• **YOUR TASK**
Your task is to copy all of the data exactly.

-------- INPUT FOR THIS TASK --------

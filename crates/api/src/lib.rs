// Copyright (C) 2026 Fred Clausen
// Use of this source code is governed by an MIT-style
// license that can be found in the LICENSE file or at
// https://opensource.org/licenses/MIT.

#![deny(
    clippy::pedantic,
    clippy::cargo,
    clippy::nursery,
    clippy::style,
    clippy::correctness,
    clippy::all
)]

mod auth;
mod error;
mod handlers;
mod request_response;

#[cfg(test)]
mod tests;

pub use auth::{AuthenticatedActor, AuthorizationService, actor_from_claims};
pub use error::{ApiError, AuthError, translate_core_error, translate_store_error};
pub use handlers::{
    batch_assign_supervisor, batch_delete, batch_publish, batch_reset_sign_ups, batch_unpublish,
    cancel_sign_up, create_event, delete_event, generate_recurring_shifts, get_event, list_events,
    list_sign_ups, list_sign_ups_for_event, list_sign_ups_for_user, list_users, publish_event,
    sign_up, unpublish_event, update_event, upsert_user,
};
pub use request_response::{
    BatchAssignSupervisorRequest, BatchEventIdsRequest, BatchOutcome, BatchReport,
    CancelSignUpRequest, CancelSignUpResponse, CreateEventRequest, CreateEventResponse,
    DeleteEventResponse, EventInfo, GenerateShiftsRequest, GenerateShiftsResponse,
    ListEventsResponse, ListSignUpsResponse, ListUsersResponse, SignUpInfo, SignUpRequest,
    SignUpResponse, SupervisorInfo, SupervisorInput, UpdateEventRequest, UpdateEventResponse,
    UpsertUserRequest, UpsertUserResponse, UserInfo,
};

--------

• **REPLY TO THE EXERCISE**
filename crates/api/src/lib.rs
// Copyright (C) 2026 Fred Clausen
// Use of this source code is governed by an MIT-style
// license that can be found in the LICENSE file or at
// https://opensource.org/licenses/MIT.

#![deny(
    clippy::pedantic,
    clippy::cargo,
    clippy::nursery,
    clippy::style,
    clippy::correctness,
    clippy::all
)]

mod auth;
mod error;
mod handlers;
mod request_response;

#[cfg(test)]
mod tests;

pub use auth::{AuthenticatedActor, AuthorizationService, actor_from_claims};
pub use error::{ApiError, AuthError, translate_core_error, translate_store_error};
pub use handlers::{
    batch_assign_supervisor, batch_delete, batch_publish, batch_reset_sign_ups, batch_unpublish,
    cancel_sign_up, create_event, delete_event, generate_recurring_shifts, get_event, list_events,
    list_sign_ups, list_sign_ups_for_event, list_sign_ups_for_user, list_users, publish_event,
    sign_up, unpublish_event, update_event, upsert_user,
};
pub use request_response::{
    BatchAssignSupervisorRequest, BatchEventIdsRequest, BatchOutcome, BatchReport,
    CancelSignUpRequest, CancelSignUpResponse, CreateEventRequest, CreateEventResponse,
    DeleteEventResponse, EventInfo, GenerateShiftsRequest, GenerateShiftsResponse,
    ListEventsResponse, ListSignUpsResponse, ListUsersResponse, SignUpInfo, SignUpRequest,
    SignUpResponse, SupervisorInfo, SupervisorInput, UpdateEventRequest, UpdateEventResponse,
    UpsertUserRequest, UpsertUserResponse, UserInfo,
};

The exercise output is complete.